** GIVEN RECORDS follows **
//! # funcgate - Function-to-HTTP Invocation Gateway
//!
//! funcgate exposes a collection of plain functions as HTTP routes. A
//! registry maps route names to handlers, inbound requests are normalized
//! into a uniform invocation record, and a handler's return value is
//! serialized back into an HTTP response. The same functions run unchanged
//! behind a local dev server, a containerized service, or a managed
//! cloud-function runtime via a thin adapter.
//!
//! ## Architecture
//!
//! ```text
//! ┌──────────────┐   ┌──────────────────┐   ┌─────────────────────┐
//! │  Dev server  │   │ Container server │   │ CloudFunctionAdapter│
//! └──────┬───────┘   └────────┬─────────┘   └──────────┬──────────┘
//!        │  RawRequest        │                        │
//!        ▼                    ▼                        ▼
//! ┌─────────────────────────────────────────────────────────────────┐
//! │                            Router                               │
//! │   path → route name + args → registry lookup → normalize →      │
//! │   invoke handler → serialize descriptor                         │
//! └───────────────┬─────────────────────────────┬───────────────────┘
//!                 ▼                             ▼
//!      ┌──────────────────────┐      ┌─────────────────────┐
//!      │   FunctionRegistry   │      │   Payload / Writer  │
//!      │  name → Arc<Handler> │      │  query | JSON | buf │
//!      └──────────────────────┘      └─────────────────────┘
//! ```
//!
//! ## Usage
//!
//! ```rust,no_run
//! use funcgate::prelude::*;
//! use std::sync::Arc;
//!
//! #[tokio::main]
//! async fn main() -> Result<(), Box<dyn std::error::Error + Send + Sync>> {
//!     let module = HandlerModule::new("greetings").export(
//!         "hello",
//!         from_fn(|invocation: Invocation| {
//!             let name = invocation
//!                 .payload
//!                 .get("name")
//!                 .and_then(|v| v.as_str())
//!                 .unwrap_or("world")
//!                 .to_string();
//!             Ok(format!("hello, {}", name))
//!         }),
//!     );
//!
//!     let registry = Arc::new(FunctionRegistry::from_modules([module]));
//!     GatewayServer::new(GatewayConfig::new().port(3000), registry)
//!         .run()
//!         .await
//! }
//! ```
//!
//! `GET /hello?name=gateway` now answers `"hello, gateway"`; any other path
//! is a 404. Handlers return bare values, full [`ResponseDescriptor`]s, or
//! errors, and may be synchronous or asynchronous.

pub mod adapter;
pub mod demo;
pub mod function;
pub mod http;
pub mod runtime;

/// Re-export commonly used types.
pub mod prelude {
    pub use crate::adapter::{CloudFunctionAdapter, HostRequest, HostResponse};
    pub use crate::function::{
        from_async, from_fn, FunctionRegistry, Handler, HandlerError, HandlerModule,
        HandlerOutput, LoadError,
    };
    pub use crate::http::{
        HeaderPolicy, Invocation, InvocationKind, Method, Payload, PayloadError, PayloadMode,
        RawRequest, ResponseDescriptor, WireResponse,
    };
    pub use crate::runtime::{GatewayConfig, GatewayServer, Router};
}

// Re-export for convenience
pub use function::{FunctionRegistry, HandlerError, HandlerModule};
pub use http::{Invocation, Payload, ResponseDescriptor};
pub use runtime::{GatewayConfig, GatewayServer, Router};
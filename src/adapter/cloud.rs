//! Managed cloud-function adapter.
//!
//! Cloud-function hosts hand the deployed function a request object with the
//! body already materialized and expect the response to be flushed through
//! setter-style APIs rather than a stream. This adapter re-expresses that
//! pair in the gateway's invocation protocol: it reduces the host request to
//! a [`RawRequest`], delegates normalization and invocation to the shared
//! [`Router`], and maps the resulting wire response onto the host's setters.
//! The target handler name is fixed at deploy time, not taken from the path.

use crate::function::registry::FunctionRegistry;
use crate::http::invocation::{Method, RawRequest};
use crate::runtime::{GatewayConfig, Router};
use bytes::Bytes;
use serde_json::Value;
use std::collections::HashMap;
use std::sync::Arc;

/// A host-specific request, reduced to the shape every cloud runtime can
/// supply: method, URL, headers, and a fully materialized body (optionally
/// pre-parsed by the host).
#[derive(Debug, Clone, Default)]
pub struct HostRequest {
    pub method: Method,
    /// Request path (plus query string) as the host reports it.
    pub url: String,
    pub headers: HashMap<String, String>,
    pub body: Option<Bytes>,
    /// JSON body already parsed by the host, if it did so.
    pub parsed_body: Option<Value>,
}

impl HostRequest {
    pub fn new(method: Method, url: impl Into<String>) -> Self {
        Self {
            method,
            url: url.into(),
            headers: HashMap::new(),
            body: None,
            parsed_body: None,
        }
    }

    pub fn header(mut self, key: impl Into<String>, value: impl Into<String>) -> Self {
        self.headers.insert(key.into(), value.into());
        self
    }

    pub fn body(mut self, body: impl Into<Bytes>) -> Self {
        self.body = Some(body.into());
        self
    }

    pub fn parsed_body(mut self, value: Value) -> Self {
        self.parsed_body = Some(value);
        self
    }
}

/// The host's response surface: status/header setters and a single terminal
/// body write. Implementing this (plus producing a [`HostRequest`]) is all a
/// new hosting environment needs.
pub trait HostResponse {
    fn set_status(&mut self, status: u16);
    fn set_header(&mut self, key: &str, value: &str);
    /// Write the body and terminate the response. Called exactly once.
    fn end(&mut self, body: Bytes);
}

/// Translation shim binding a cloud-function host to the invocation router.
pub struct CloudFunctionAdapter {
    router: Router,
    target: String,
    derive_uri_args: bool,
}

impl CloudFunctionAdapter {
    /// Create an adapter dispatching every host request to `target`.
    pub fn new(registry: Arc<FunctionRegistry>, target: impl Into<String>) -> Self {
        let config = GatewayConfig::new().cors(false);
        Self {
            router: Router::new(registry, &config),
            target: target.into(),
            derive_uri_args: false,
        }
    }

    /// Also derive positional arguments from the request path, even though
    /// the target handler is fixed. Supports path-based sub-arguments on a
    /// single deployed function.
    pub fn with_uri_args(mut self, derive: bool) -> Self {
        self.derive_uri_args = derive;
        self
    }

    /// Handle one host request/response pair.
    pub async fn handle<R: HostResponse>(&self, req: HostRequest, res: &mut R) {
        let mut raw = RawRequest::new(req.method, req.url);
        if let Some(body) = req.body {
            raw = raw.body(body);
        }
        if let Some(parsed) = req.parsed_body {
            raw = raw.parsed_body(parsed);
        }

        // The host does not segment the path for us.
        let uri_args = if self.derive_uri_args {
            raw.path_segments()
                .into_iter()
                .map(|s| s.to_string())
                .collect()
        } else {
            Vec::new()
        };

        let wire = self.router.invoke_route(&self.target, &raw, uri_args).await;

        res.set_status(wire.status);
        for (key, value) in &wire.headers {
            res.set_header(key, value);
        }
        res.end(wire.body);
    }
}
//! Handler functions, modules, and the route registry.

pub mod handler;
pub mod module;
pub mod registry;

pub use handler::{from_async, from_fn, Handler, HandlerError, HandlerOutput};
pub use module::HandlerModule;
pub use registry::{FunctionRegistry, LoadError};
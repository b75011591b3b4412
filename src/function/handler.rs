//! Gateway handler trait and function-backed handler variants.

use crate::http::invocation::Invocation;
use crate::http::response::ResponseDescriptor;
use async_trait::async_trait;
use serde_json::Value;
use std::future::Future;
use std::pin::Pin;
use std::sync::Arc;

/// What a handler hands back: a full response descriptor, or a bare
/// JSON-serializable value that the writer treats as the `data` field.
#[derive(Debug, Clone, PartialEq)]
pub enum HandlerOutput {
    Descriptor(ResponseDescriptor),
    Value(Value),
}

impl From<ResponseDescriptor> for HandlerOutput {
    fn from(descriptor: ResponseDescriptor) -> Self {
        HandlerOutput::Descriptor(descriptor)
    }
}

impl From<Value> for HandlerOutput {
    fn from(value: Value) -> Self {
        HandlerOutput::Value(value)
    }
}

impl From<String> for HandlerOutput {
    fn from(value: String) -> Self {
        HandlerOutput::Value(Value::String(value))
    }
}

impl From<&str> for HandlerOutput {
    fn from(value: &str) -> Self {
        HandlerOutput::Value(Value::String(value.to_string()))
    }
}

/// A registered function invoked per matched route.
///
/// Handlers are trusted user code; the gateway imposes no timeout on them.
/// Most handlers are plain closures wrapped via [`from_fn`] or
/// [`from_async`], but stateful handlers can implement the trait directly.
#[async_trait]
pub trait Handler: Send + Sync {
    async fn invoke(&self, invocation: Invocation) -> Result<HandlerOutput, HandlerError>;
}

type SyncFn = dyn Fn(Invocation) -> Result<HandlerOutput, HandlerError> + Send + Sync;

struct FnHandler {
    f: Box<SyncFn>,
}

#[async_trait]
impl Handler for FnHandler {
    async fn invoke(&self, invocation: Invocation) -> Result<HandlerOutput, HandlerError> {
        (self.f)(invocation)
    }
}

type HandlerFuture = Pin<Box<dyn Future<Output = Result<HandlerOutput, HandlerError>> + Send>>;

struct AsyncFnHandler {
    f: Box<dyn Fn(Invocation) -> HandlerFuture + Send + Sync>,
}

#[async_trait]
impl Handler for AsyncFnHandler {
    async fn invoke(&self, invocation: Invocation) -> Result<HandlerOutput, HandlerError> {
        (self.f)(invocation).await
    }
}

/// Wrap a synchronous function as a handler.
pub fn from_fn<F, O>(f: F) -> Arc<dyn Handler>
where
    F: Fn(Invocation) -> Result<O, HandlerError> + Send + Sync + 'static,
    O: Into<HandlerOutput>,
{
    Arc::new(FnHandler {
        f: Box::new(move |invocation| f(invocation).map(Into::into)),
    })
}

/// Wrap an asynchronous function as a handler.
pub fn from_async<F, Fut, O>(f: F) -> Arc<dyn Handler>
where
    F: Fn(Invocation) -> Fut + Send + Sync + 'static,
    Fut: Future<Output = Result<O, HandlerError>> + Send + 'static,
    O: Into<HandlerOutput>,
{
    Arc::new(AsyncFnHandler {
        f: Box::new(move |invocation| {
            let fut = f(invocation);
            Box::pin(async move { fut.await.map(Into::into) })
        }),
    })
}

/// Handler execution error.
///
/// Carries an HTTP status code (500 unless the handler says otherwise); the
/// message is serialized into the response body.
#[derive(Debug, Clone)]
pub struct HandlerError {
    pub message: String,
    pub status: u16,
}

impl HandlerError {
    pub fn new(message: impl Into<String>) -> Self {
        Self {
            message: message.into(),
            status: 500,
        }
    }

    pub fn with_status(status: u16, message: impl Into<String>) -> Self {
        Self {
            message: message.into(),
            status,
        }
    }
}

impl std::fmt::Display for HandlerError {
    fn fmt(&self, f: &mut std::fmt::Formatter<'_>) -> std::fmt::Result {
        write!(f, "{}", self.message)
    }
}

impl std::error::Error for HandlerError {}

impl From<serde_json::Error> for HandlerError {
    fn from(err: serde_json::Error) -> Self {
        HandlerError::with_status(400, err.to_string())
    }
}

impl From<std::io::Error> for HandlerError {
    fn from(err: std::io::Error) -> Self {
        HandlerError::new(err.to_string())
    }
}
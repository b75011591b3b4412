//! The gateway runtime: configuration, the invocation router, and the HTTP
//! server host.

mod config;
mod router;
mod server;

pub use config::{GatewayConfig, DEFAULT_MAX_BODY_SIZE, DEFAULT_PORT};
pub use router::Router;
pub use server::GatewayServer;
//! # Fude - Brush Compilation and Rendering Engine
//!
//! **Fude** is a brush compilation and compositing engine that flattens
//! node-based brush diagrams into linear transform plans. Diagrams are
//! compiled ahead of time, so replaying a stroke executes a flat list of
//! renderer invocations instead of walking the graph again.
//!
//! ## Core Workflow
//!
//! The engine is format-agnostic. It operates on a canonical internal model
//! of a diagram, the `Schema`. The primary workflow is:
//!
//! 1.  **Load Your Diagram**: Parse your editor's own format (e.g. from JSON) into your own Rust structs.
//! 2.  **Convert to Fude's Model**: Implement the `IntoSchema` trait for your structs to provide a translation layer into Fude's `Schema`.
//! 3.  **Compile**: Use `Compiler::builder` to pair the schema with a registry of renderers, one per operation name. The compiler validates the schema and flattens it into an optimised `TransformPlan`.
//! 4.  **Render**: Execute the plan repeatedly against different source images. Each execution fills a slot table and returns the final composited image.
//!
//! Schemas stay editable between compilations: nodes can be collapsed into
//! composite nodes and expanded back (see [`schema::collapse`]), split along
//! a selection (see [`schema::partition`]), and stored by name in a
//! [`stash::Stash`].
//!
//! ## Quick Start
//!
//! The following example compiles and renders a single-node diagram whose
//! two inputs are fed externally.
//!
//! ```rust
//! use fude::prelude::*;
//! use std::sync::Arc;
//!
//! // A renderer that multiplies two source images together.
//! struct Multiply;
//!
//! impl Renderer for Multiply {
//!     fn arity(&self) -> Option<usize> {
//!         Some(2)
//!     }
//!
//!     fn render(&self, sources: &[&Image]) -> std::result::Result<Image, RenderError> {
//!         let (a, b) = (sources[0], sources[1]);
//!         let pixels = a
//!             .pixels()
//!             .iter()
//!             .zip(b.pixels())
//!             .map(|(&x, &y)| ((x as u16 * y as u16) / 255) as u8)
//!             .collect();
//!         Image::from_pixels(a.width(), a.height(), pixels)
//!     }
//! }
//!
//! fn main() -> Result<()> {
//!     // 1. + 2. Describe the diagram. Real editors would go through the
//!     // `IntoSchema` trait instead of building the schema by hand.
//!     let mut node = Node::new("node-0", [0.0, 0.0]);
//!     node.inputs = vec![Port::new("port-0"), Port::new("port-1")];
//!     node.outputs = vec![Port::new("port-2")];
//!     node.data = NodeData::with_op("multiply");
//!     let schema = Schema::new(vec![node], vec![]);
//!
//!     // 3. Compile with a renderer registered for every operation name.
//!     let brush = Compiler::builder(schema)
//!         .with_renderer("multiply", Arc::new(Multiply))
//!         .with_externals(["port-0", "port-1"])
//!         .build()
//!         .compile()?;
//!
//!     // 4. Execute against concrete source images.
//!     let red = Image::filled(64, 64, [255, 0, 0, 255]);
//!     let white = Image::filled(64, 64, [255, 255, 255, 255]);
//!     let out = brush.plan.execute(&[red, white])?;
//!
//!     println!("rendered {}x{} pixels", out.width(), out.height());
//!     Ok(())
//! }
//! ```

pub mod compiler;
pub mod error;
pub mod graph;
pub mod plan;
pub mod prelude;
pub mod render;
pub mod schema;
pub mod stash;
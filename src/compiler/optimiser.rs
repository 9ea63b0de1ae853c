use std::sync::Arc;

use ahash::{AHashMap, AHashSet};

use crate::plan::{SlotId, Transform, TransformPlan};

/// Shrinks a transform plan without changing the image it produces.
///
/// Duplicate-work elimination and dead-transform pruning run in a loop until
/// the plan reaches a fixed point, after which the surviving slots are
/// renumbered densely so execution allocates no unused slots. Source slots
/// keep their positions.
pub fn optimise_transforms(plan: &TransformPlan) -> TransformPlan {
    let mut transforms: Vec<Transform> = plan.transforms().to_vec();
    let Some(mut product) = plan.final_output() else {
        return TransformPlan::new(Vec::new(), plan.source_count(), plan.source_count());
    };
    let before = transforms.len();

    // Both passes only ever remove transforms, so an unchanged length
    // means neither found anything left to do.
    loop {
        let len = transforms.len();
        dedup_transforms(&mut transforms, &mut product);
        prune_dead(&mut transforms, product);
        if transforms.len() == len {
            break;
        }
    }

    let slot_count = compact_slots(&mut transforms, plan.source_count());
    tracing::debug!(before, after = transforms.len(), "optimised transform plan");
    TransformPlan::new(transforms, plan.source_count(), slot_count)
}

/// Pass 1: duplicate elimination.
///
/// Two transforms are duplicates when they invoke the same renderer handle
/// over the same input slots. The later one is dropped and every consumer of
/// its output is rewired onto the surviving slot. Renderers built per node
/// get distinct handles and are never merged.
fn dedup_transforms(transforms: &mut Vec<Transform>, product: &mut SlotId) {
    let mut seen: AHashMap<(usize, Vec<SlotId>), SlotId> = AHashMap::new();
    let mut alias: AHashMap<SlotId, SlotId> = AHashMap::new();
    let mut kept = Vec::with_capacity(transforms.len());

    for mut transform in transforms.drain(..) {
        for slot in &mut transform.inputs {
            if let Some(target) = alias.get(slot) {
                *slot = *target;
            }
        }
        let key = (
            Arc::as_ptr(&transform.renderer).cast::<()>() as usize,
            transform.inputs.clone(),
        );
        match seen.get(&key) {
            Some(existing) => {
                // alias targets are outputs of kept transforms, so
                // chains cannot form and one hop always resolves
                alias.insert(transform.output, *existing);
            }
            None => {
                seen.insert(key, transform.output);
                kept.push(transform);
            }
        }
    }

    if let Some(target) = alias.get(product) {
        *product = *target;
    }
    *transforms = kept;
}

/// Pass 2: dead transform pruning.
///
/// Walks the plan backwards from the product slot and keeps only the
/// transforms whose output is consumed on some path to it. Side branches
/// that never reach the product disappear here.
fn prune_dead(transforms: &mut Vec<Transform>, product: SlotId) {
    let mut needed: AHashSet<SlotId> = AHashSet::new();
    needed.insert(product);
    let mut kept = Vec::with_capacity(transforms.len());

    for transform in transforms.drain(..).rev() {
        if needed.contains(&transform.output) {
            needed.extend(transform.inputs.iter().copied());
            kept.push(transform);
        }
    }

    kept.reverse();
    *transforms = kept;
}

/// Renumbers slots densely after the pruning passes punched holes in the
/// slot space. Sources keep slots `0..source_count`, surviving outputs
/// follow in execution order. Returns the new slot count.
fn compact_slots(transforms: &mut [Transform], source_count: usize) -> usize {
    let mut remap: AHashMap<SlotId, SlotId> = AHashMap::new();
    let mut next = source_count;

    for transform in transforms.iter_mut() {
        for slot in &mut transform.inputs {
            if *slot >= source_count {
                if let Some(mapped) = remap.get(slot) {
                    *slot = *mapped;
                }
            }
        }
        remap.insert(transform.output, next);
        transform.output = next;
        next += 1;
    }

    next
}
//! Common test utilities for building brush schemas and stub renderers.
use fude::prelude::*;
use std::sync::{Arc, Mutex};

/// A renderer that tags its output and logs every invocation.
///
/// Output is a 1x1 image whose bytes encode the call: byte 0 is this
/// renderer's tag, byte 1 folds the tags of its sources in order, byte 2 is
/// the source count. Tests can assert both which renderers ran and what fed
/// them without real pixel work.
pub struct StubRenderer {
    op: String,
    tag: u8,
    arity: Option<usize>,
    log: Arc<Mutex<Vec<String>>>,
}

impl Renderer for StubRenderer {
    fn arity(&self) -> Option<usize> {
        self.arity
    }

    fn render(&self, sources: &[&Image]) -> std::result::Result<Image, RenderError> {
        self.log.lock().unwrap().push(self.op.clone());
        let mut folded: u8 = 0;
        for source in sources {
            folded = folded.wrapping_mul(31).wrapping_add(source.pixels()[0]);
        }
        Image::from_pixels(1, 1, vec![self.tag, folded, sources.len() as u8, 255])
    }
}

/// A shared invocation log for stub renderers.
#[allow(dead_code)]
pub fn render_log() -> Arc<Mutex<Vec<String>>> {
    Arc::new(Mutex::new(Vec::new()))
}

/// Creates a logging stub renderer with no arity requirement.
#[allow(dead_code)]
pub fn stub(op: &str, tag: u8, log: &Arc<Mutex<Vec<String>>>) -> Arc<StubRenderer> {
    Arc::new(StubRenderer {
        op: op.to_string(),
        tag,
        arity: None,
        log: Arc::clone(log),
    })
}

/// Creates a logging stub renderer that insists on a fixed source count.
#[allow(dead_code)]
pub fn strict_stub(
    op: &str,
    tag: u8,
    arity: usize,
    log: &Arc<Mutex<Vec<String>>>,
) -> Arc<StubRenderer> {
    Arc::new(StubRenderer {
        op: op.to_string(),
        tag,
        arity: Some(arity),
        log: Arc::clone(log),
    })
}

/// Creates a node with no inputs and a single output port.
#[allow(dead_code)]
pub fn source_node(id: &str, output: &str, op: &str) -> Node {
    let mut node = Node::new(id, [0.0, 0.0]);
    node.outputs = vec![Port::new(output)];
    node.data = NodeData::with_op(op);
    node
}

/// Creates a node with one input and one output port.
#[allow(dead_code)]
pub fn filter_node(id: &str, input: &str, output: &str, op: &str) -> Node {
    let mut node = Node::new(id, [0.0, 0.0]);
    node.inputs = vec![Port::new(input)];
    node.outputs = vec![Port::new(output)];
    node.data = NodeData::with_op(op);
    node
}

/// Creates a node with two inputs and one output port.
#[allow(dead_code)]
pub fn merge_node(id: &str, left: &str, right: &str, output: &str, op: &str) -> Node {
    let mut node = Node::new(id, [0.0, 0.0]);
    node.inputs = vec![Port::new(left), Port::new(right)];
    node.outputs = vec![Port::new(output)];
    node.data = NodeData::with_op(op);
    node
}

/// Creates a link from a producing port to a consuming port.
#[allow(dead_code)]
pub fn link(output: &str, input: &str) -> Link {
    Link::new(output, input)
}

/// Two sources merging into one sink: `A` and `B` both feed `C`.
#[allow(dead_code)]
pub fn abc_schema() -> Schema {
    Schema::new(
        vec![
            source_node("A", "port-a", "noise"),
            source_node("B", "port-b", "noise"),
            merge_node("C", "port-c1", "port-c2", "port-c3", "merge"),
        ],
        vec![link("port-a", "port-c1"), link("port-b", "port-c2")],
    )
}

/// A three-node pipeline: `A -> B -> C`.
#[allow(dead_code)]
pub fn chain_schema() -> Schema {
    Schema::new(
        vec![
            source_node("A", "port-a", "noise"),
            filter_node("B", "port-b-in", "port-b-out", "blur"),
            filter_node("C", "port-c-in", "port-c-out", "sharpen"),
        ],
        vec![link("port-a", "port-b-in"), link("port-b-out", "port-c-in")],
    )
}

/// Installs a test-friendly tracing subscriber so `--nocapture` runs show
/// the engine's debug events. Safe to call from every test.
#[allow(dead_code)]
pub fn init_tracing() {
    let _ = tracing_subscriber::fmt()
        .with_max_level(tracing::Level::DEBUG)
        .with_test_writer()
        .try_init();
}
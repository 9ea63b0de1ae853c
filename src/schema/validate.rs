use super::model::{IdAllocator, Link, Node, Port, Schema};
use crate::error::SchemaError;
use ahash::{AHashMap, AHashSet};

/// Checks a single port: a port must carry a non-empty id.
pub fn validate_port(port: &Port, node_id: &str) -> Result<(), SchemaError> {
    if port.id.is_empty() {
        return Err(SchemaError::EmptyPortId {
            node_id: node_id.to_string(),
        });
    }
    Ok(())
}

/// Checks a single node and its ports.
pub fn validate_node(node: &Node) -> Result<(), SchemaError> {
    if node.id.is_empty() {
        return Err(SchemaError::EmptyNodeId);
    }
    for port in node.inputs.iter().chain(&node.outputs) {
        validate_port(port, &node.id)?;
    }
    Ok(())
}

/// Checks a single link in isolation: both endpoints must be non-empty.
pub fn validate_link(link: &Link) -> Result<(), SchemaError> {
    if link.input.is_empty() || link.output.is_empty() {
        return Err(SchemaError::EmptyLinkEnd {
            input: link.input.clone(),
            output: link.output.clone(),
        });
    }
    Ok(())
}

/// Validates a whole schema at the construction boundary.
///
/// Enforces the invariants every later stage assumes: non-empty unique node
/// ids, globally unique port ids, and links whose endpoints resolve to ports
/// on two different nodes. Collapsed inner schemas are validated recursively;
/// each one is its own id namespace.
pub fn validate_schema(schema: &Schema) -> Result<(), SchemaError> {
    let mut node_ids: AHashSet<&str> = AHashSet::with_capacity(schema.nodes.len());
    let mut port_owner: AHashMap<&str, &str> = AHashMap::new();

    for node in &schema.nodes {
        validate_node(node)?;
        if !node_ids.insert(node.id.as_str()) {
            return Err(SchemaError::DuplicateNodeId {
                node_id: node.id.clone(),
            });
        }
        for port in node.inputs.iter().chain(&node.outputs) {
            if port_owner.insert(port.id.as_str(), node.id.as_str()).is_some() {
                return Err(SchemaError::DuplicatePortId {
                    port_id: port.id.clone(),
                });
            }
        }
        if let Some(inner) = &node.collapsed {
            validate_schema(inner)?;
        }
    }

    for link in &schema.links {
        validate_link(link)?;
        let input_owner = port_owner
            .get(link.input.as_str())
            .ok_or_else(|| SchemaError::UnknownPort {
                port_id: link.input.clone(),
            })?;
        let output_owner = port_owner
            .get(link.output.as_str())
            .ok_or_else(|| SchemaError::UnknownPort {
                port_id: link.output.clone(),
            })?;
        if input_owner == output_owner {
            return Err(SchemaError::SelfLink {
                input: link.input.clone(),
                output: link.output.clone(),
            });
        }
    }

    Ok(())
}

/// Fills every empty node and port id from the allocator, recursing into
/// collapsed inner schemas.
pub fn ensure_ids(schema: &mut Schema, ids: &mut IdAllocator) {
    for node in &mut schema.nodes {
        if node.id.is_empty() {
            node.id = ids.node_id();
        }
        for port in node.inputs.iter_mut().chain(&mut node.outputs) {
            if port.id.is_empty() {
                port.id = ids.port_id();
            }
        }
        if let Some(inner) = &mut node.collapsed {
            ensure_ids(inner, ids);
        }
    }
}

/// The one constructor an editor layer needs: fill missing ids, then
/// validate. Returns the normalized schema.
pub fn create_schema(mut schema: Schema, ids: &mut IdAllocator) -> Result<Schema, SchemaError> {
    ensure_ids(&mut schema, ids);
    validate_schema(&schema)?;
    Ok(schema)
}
** End of GIVEN RECORDS **
• TASK REQUIREMENTS
Give only the number of lines in the listing above that include the string "structs".

• SOLUTION FOR THIS TASK
2